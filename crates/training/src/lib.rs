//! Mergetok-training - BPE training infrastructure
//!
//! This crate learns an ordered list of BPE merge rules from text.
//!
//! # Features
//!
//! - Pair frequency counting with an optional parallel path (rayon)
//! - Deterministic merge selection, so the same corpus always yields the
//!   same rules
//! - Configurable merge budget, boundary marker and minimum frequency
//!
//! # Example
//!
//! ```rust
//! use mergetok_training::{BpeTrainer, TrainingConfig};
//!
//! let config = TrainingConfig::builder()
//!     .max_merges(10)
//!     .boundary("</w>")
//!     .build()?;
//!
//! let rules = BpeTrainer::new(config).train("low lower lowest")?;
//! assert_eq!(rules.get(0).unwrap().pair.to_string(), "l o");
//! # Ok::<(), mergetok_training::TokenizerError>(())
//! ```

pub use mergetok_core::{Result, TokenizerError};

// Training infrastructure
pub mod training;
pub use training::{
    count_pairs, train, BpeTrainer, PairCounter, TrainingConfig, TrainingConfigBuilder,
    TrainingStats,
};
□ □ □
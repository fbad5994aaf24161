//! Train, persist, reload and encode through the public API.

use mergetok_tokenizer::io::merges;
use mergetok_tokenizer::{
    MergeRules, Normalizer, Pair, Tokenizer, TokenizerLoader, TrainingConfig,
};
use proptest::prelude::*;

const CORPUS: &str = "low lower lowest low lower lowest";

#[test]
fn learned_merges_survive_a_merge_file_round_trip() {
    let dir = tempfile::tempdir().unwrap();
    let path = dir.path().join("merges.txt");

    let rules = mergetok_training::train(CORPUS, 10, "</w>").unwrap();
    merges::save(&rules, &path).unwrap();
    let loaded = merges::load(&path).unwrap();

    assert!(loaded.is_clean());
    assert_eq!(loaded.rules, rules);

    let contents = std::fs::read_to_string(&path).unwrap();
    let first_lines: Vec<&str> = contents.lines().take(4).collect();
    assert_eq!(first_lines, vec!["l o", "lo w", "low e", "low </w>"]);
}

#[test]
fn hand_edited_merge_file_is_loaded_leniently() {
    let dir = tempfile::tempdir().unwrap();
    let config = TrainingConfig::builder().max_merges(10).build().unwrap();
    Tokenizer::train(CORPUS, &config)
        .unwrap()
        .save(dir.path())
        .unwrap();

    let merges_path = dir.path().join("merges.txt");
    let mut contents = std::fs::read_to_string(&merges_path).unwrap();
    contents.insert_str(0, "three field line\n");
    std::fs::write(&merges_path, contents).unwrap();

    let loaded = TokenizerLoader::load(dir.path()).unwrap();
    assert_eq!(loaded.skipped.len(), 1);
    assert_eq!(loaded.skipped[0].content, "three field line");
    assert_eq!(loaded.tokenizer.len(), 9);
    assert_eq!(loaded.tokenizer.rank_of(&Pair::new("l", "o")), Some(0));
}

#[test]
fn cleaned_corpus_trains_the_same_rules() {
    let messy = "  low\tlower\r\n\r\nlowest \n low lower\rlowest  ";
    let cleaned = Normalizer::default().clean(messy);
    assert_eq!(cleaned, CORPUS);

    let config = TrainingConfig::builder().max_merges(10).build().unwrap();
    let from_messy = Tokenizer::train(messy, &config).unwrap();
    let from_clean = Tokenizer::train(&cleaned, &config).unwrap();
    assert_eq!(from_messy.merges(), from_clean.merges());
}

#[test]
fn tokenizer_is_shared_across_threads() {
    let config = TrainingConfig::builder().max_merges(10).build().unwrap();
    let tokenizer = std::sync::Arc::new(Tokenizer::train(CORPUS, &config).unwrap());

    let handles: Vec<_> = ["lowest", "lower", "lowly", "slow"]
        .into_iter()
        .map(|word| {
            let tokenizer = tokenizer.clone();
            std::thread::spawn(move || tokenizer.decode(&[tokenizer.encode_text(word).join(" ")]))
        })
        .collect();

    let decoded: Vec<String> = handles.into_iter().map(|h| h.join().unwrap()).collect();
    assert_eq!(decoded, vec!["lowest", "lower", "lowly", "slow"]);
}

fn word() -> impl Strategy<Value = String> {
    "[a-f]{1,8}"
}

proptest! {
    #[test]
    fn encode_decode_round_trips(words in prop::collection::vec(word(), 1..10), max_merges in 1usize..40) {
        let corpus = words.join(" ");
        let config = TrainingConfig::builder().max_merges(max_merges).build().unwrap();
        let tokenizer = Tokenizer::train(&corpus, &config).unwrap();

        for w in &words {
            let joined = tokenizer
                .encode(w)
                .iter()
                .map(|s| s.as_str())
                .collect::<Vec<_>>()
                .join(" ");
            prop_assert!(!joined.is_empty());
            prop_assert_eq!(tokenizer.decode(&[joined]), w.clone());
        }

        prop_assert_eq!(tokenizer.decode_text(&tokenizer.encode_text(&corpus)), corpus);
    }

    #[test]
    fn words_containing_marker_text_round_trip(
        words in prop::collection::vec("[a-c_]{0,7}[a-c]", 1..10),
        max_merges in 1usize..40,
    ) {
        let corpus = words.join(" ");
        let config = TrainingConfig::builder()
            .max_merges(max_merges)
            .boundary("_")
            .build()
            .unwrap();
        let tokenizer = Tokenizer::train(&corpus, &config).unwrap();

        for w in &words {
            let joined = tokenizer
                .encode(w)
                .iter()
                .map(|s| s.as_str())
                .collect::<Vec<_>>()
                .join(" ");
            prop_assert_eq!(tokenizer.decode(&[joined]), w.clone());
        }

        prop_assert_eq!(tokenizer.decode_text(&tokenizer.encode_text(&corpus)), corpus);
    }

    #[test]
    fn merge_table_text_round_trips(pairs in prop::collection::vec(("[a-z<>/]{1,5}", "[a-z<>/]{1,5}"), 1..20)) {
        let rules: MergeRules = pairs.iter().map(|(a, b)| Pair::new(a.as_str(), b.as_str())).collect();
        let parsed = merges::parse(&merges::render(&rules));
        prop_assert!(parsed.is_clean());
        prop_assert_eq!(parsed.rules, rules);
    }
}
□ □ □
**What you will do**
When the line with "filename crates/training/src/lib.rs" is reached in the data above, start copying there, and copy each line exactly until the line with "pub mod training;" has been copied; copy nothing else.

**Problem solution**
filename crates/training/src/lib.rs
//! Mergetok-training - BPE training infrastructure
//!
//! This crate learns an ordered list of BPE merge rules from text.
//!
//! # Features
//!
//! - Pair frequency counting with an optional parallel path (rayon)
//! - Deterministic merge selection, so the same corpus always yields the
//!   same rules
//! - Configurable merge budget, boundary marker and minimum frequency
//!
//! # Example
//!
//! ```rust
//! use mergetok_training::{BpeTrainer, TrainingConfig};
//!
//! let config = TrainingConfig::builder()
//!     .max_merges(10)
//!     .boundary("</w>")
//!     .build()?;
//!
//! let rules = BpeTrainer::new(config).train("low lower lowest")?;
//! assert_eq!(rules.get(0).unwrap().pair.to_string(), "l o");
//! # Ok::<(), mergetok_training::TokenizerError>(())
//! ```

pub use mergetok_core::{Result, TokenizerError};

// Training infrastructure
pub mod training;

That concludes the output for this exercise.